The "Artillery Y" was the center of our recreational life at Camp Upton. Jimmy Clark was the most enthusiastic sport promoter our regiment ever had; and what he was to athletics, so were Hainer, Hedrick, Moment, Brinkerhoff, and others to enter-tainment of all sorts. The work of Secretaries Moran and McGrath at the K. of C. building, the hostesses at the Y. M. C. A. Hostess House, and Secretary Hyman of the J. W. B. were also appreciated. On board the Leviathan and at Pontanezen the " Y" furnished a profuse amount of games, books, magazines, writing material, and athletic material in addition to splendid moneychanging facilities.

Camp de Souge was as dreary as a desert until the Lakeside Y. M. C. A. opened up the best equipped recreation building we ever enjoyed. Messrs. Cook and Kendall, Mrs. Gereison and Mrs. Kendall worked day and night in our behalf. The Bordeaux Y. M. C. A. filled our weekend leaves with many typically American pleasures.

In the Baccarat sector of the front Y. M. C. A. huts at five villages served over half our units and when we left for the Vesle sector Mr. Roy Rawlings, a business man from Kansas City, was assigned as Y. M. C. A. secretary for our regiment. He proved himself to be a splendid campaigner and well able to accompany soldiers on active field service. His genial cordiality and interest in our welfare have made him well-known and respected by all. About forty thousand francs' worth of stores per month were sold during his period of service either directly to individuals or through their battalion ration drivers and mess sergeants. Thirty thousand francs' worth of money orders were sent to the United States per month. During our four months at the front about thirty different parties of Y. M. C. A. enter-tainers, singers, speakers, etc., appeared before some portions of the men of our regiment.

All of the above is exclusive of goods sold through the Y. M. C. A. huts at Rondchamp in the Argonne Forest and Chery-Chartreuve on the Vesle. The latter was kept open for business until closed by military order, at least fifteen men having been killed and thirty wounded while patronizing it. The above is also exclusive of stores distributed and service rendered to us by secretaries of other regiments serving nearby, one of these from the 304th Field Artillery being wounded at Bazoches.

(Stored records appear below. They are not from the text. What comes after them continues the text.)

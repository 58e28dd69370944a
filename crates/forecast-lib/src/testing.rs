//! Small fixture bundles for tests
//!
//! The fixture mirrors the shape of the real weather bundle on a handful of
//! columns, with input columns deliberately interleaved so that projection
//! order is exercised.

use crate::bundle::{ArtifactBundle, BundleFile};
use crate::error::InferenceError;
use crate::inference::Classifier;
use crate::models::{RawInputRow, RawValue};
use std::path::Path;

/// Three numeric and two categorical columns, min-max scaled
pub const FIXTURE_BUNDLE_JSON: &str = r#"{
  "model": {
    "kind": "logistic_regression",
    "classes": ["No", "Yes"],
    "coef": [-0.5, 2.0, 3.0, 0.1, -0.2, 0.1, -0.4, 0.6],
    "intercept": -1.5
  },
  "imputer": { "strategy": "mean", "statistics": [12.0, 2.0, 50.0] },
  "scaler": { "kind": "min_max", "min": [0.2, 0.0, 0.0], "scale": [0.02, 0.01, 0.01] },
  "encoder": {
    "categories": [["N", "S", "W"], ["No", "Yes"]],
    "handle_unknown": "error"
  },
  "input_cols": ["MinTemp", "Rainfall", "WindDir9am", "Humidity3pm", "RainToday"],
  "numeric_cols": ["MinTemp", "Rainfall", "Humidity3pm"],
  "categorical_cols": ["WindDir9am", "RainToday"],
  "encoded_cols": ["WindDir9am_N", "WindDir9am_S", "WindDir9am_W", "RainToday_No", "RainToday_Yes"]
}"#;

pub fn fixture_bundle_file() -> BundleFile {
    serde_json::from_str(FIXTURE_BUNDLE_JSON).expect("fixture bundle is valid JSON")
}

pub fn fixture_bundle() -> ArtifactBundle {
    ArtifactBundle::from_file(fixture_bundle_file(), Path::new("."))
        .expect("fixture bundle is valid")
}

/// Classifier whose every call fails with a runtime error
pub struct FailingClassifier {
    classes: Vec<String>,
    n_features: usize,
}

impl FailingClassifier {
    pub fn new(n_features: usize) -> Self {
        Self {
            classes: vec!["No".to_string(), "Yes".to_string()],
            n_features,
        }
    }
}

impl Classifier for FailingClassifier {
    fn classes(&self) -> &[String] {
        &self.classes
    }

    fn n_features(&self) -> usize {
        self.n_features
    }

    fn kind(&self) -> &'static str {
        "failing"
    }

    fn predict_proba(&self, _batch: &[&[f64]]) -> Result<Vec<Vec<f64>>, InferenceError> {
        Err(InferenceError::Runtime("session closed".to_string()))
    }
}

/// Fixture bundle whose classifier always fails
pub fn failing_bundle() -> ArtifactBundle {
    let bundle = fixture_bundle();
    let width = bundle.n_features();
    bundle
        .with_classifier(Box::new(FailingClassifier::new(width)))
        .expect("failing classifier matches the fixture width")
}

/// Fixture with every categorical column removed
pub fn numeric_only_bundle() -> ArtifactBundle {
    let mut file = fixture_bundle_file();
    file.input_cols.retain(|c| file.numeric_cols.contains(c));
    file.categorical_cols.clear();
    file.encoded_cols.clear();
    file.encoder.categories = Some(Vec::new());
    if let crate::inference::ModelSpec::LogisticRegression(lr) = &mut file.model {
        lr.coef.truncate(3);
    }
    ArtifactBundle::from_file(file, Path::new(".")).expect("numeric-only fixture is valid")
}

/// A complete, valid row for the fixture bundle
pub fn fixture_row() -> RawInputRow {
    RawInputRow::new()
        .with("MinTemp", RawValue::Number(15.0))
        .with("Rainfall", RawValue::Number(10.0))
        .with("WindDir9am", RawValue::Text("S".to_string()))
        .with("Humidity3pm", RawValue::Number(80.0))
        .with("RainToday", RawValue::Text("Yes".to_string()))
}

About the only bright spots in the mud of Mareq and Dancevoir were the Y. M. C. A. huts which were far too small for us. When we reached Noyen for the " last long wait " we found a well-equipped Y. M. C. A. theater, tent and canteen building, but better than all else two American girls, Miss Marian Dean and Miss Lucile Watters, who made the whole regiment happy by their gracious hospitality. They were joined later by Miss Adele Winston of the J. W. B. who cooperated most heartily and efficiently with the whole " Y " program.

There was a Salvation Army hut at Baccarat where doughnuts and lemonade were sold and preaching services held on alternate nights. A Salvation Army hut at St. Juvin was visited by some of our men from Marcq about the time of the Armistice.

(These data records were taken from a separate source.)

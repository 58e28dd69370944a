//! Schema listing

use anyhow::Result;
use colored::Colorize;
use forecast_lib::SchemaRegistry;
use serde::Serialize;
use tabled::Tabled;

use crate::output::{format_domain, format_value, print_table, OutputFormat};

/// Row for the schema table
#[derive(Tabled, Serialize)]
struct ColumnRow {
    #[tabled(rename = "Column")]
    name: String,
    #[tabled(rename = "Kind")]
    kind: String,
    #[tabled(rename = "Range / Options")]
    domain: String,
    #[tabled(rename = "Default")]
    default: String,
    #[tabled(rename = "Label")]
    label: String,
}

/// Print the column schema, in training order
pub fn show_schema(schema: &SchemaRegistry, format: OutputFormat) -> Result<()> {
    match format {
        OutputFormat::Json => {
            println!("{}", serde_json::to_string_pretty(schema)?);
        }
        OutputFormat::Table => {
            println!("{}", "Input Columns".bold());
            println!("Bundle: {}", schema.bundle_version().cyan());
            println!();

            print_table(&column_rows(schema), format);
        }
    }
    Ok(())
}

fn column_rows(schema: &SchemaRegistry) -> Vec<ColumnRow> {
    schema
        .columns()
        .iter()
        .map(|c| ColumnRow {
            name: c.name.clone(),
            kind: c.kind.to_string(),
            domain: format_domain(c),
            default: format_value(&c.default),
            label: c.label.clone(),
        })
        .collect()
}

In the Baccarat sector, Secretary Bundschu of the K. of C. made the rounds of the batteries twice with magazines and cigarettes. In the Vesle sector he and "Uncle Joe " Kiernan followed the division with their hot chocolate wagon. On the night of September 15th they met Batteries C, D, E, and F coming out of the lines and served hot chocolate. In the Argonne Forest, at La Harazee, Batteries C and D were again fortunate enough to be located near the same wagon for several days.

The Red Cross man with the division, Captain Popham, sent us cigarettes and chocolates and maga-ines on several occasions. Other good things were supplied by the Red Cross huts at Chery-Chartreuve, Bazoches, and to a few of our men who visited Grand Pre after the Armistice.

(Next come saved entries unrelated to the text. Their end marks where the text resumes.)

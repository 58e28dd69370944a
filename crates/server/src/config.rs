//! Server configuration

use anyhow::Result;
use forecast_lib::DEFAULT_BUNDLE_PATH;
use serde::Deserialize;

/// Server configuration, read from `FORECAST_*` environment variables
#[derive(Debug, Clone, Deserialize)]
pub struct ServerConfig {
    /// Path to the artifact bundle
    #[serde(default = "default_bundle_path")]
    pub bundle_path: String,

    /// Expected SHA-256 of the bundle file; unchecked when absent
    #[serde(default)]
    pub bundle_sha256: Option<String>,

    /// Port for the form, JSON API and health/metrics endpoints
    #[serde(default = "default_port")]
    pub port: u16,

    /// Instance name attached to structured log events
    #[serde(default = "default_instance")]
    pub instance: String,
}

fn default_bundle_path() -> String {
    DEFAULT_BUNDLE_PATH.to_string()
}

fn default_port() -> u16 {
    8080
}

fn default_instance() -> String {
    std::env::var("HOSTNAME").unwrap_or_else(|_| "rain-forecast".to_string())
}

impl Default for ServerConfig {
    fn default() -> Self {
        Self {
            bundle_path: default_bundle_path(),
            bundle_sha256: None,
            port: default_port(),
            instance: default_instance(),
        }
    }
}

impl ServerConfig {
    /// Load configuration from the environment
    pub fn load() -> Result<Self> {
        Self::from_source(config::Environment::with_prefix("FORECAST"))
    }

    fn from_source<S>(source: S) -> Result<Self>
    where
        S: config::Source + Send + Sync + 'static,
    {
        let config = config::Config::builder().add_source(source).build()?;
        Ok(config.try_deserialize()?)
    }
}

The American Library Association sent us over eight hundred volumes from their Paris office while we were in France and at Upton its library was open a month before we left.

We are sure that in the years to come although we will be again accustomed to the luxuries of civil life and the hardships of the war will be only memories, yet we can never cease being grateful to all who tried to bring us enjoyment while we were wearing the olive drab.